In the present study, we included a no-wrapping group as a control. The overall incidence of grade B/C PPH and clinically relevant POPF in the control group was 13.4% and 13.4%, respectively, which corresponded with previous studies in high-volume centers [22, 23]. The overall incidence of grade B/C PPH and clinically relevant POPF was 6.1% and 15.8% in the wrapping group, respectively. Our study revealed that the GDA stump wrapping significantly decreased the overall incidence of grade B/C PPH (13.4% vs 6.1%, P = 0.029) and GDA-stump-related hemorrhage (5.6% vs 0.6%, P = 0.014), indicating the vessel-protective effect of wrapping. However, no difference in POPF was found between the two groups, indicating that the GDA stump wrapping did not lower the incidence of POPF. Wrapping had no obvious influence on biliary leak and delayed gastric emptying, and wrapping-associated complications reported in previous studies, such as intra-abdominal infection hepatic artery stenosis, did not increase in the wrapping group compared with the no-wrapping group. Despite the high mortality rate in cases of PPH, the lower rate of PPH in the wrapping group did not translate into a significantly lower mortality rate (2.8% vs 1.2%, P = 0.421). This might have been due to the overall low rate of GDA-stump-related PPH. The application of interventional angiography and transcatheter arterial embolization for arterial hemorrhage also rescued most of the PPH. Eighty percent of the patients (4/5) in the wrapping group and 71.4% (10/14) in the no-wrapping group had successful hemostasis by transcatheter arterial embolization (data not shown). Thus, the mortality caused by PPH was too low to affect the statistical results.

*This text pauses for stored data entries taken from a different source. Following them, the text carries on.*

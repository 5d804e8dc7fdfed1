//! Nearest-wins version conflict resolution
//!
//! For every conflict group the node closest to the root decides the
//! version, as long as that version satisfies every range requested for the
//! group anywhere in the graph. Once the winners are known, every other
//! member of a group is cut from the tree together with its subtree.

use arbor_core::{ConflictId, DependencyGraph, NodeId, Version, VersionConstraint};
use indexmap::IndexMap;
use tracing::{debug, trace};

use super::{ConflictMarker, DependencyGraphTransformer, TransformationContext};
use crate::error::CollectError;

#[derive(Debug, Clone)]
struct Candidate {
    version: Version,
    depth: usize,
    parent: Option<NodeId>,
}

#[derive(Debug, Default)]
struct ConflictGroup {
    /// Ranges every candidate has to satisfy
    ranges: Vec<VersionConstraint>,
    /// Every constraint requested for the group, reported when it can't be solved
    requested: Vec<VersionConstraint>,
    candidates: Vec<Candidate>,
    winner: Option<Candidate>,
    pruned: bool,
}

impl ConflictGroup {
    fn accepts(&self, version: &Version) -> bool {
        self.ranges.iter().all(|range| range.contains_version(version))
    }

    fn request(&mut self, constraint: VersionConstraint) {
        if !self.requested.contains(&constraint) {
            self.requested.push(constraint);
        }
    }

    fn add_range(&mut self, constraint: &VersionConstraint) {
        if self.ranges.contains(constraint) {
            return;
        }
        self.ranges.push(constraint.clone());

        let ranges = &self.ranges;
        self.candidates
            .retain(|c| ranges.iter().all(|r| r.contains_version(&c.version)));

        if self
            .winner
            .as_ref()
            .is_some_and(|winner| !self.accepts(&winner.version))
        {
            self.winner = self.reselect();
        }
    }

    fn offer(&mut self, candidate: Candidate) {
        if !self.accepts(&candidate.version) {
            return;
        }

        let wins = match &self.winner {
            None => true,
            Some(winner) => {
                candidate.depth < winner.depth
                    || (candidate.depth == winner.depth
                        && candidate.parent == winner.parent
                        && candidate.version > winner.version)
            }
        };
        if wins {
            self.winner = Some(candidate.clone());
        }
        self.candidates.push(candidate);
    }

    /// The nearest remaining candidate, the highest version among equally near ones
    fn reselect(&self) -> Option<Candidate> {
        self.candidates
            .iter()
            .min_by(|a, b| a.depth.cmp(&b.depth).then_with(|| b.version.cmp(&a.version)))
            .cloned()
    }
}

#[derive(Debug, Clone, Copy, Default)]
pub struct NearestVersionConflictResolver {
    marker: ConflictMarker,
}

impl NearestVersionConflictResolver {
    pub fn new() -> Self {
        Self::default()
    }

    /// Pick a winner per conflict group and cut all other members from the tree
    pub fn resolve(&self, graph: &mut DependencyGraph) -> Result<(), CollectError> {
        let mut groups = self.solve(graph)?;

        let root = graph.root();
        if let Some(id) = &graph[root].conflict_id {
            if let Some(group) = groups.get_mut(id) {
                group.pruned = true;
            }
        }

        let before = graph.node_count();
        self.prune(graph, &mut groups, root);
        debug!(
            "Resolved {} conflict groups, removed {} nodes",
            groups.len(),
            before - graph.node_count()
        );
        Ok(())
    }

    /// The version each conflict group settles on, without touching the tree shape
    pub fn winners(
        &self,
        graph: &mut DependencyGraph,
    ) -> Result<IndexMap<ConflictId, Version>, CollectError> {
        Ok(self
            .solve(graph)?
            .into_iter()
            .filter_map(|(id, group)| group.winner.map(|winner| (id, winner.version)))
            .collect())
    }

    fn solve(
        &self,
        graph: &mut DependencyGraph,
    ) -> Result<IndexMap<ConflictId, ConflictGroup>, CollectError> {
        let unmarked = graph
            .preorder()
            .into_iter()
            .any(|id| graph[id].dependency.is_some() && graph[id].conflict_id.is_none());
        if unmarked {
            self.marker.mark(graph);
        }

        let groups = self.analyze(graph);
        if let Some((id, group)) = groups.iter().find(|(_, group)| group.winner.is_none()) {
            return Err(CollectError::UnsolvableVersionConflict {
                key: id.0.clone(),
                constraints: group.requested.clone(),
            });
        }
        Ok(groups)
    }

    fn analyze(&self, graph: &DependencyGraph) -> IndexMap<ConflictId, ConflictGroup> {
        let mut groups: IndexMap<ConflictId, ConflictGroup> = IndexMap::new();

        for id in graph.preorder() {
            let node = &graph[id];
            let (Some(conflict_id), Some(version)) = (&node.conflict_id, node_version(graph, id)) else {
                continue;
            };

            let group = groups.entry(conflict_id.clone()).or_default();
            let constraint = node
                .version_constraint
                .clone()
                .unwrap_or_else(|| VersionConstraint::from_version(version.clone()));
            if constraint.is_range() {
                group.add_range(&constraint);
            }
            group.request(constraint);

            trace!("Offering {} at depth {} for {}", version, node.depth(), conflict_id);
            group.offer(Candidate {
                version,
                depth: node.depth(),
                parent: node.parent(),
            });
        }

        groups
    }

    fn prune(
        &self,
        graph: &mut DependencyGraph,
        groups: &mut IndexMap<ConflictId, ConflictGroup>,
        id: NodeId,
    ) {
        let mut kept: Vec<NodeId> = Vec::new();

        for child in graph.children(id).to_vec() {
            let keep = match (&graph[child].conflict_id, node_version(graph, child)) {
                (Some(conflict_id), Some(version)) => match groups.get_mut(conflict_id) {
                    Some(group) => {
                        let chosen = !group.pruned
                            && group.winner.as_ref().is_some_and(|winner| {
                                winner.depth == graph.depth(child) && winner.version == version
                            });
                        if chosen {
                            group.pruned = true;
                        }
                        chosen
                    }
                    None => true,
                },
                _ => true,
            };

            if keep {
                kept.push(child);
                self.prune(graph, groups, child);
            }
        }

        graph.retain_children(id, |child| kept.contains(&child));
    }
}

/// The resolved version, falling back to the declared one for hand-built graphs
fn node_version(graph: &DependencyGraph, id: NodeId) -> Option<Version> {
    let node = &graph[id];
    let dependency = node.dependency.as_ref()?;
    node.version
        .clone()
        .or_else(|| Version::parse(&dependency.artifact.version).ok())
}

impl DependencyGraphTransformer for NearestVersionConflictResolver {
    fn transform_graph(
        &self,
        graph: &mut DependencyGraph,
        _context: &mut TransformationContext,
    ) -> Result<(), CollectError> {
        self.resolve(graph)
    }
}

This was a multicenter retrospective study with a small sample size, which may have led to selection bias. Therefore, well-designed randomized controlled trials are needed to verify the benefits of this technique in PD.

Conclusion

In conclusion, our study showed that wrapping the GDA stump with the teres hepatis ligamentum decreased the incidence of GDA-stump-related hemorrhage and grade B/C PPH. Such a wrapping procedure, which is simple to perform in open or minimally invasive surgery, without increasing the operating time and other complications, can protect the GDA stump from pancreatic juice and prevent hemorrhage.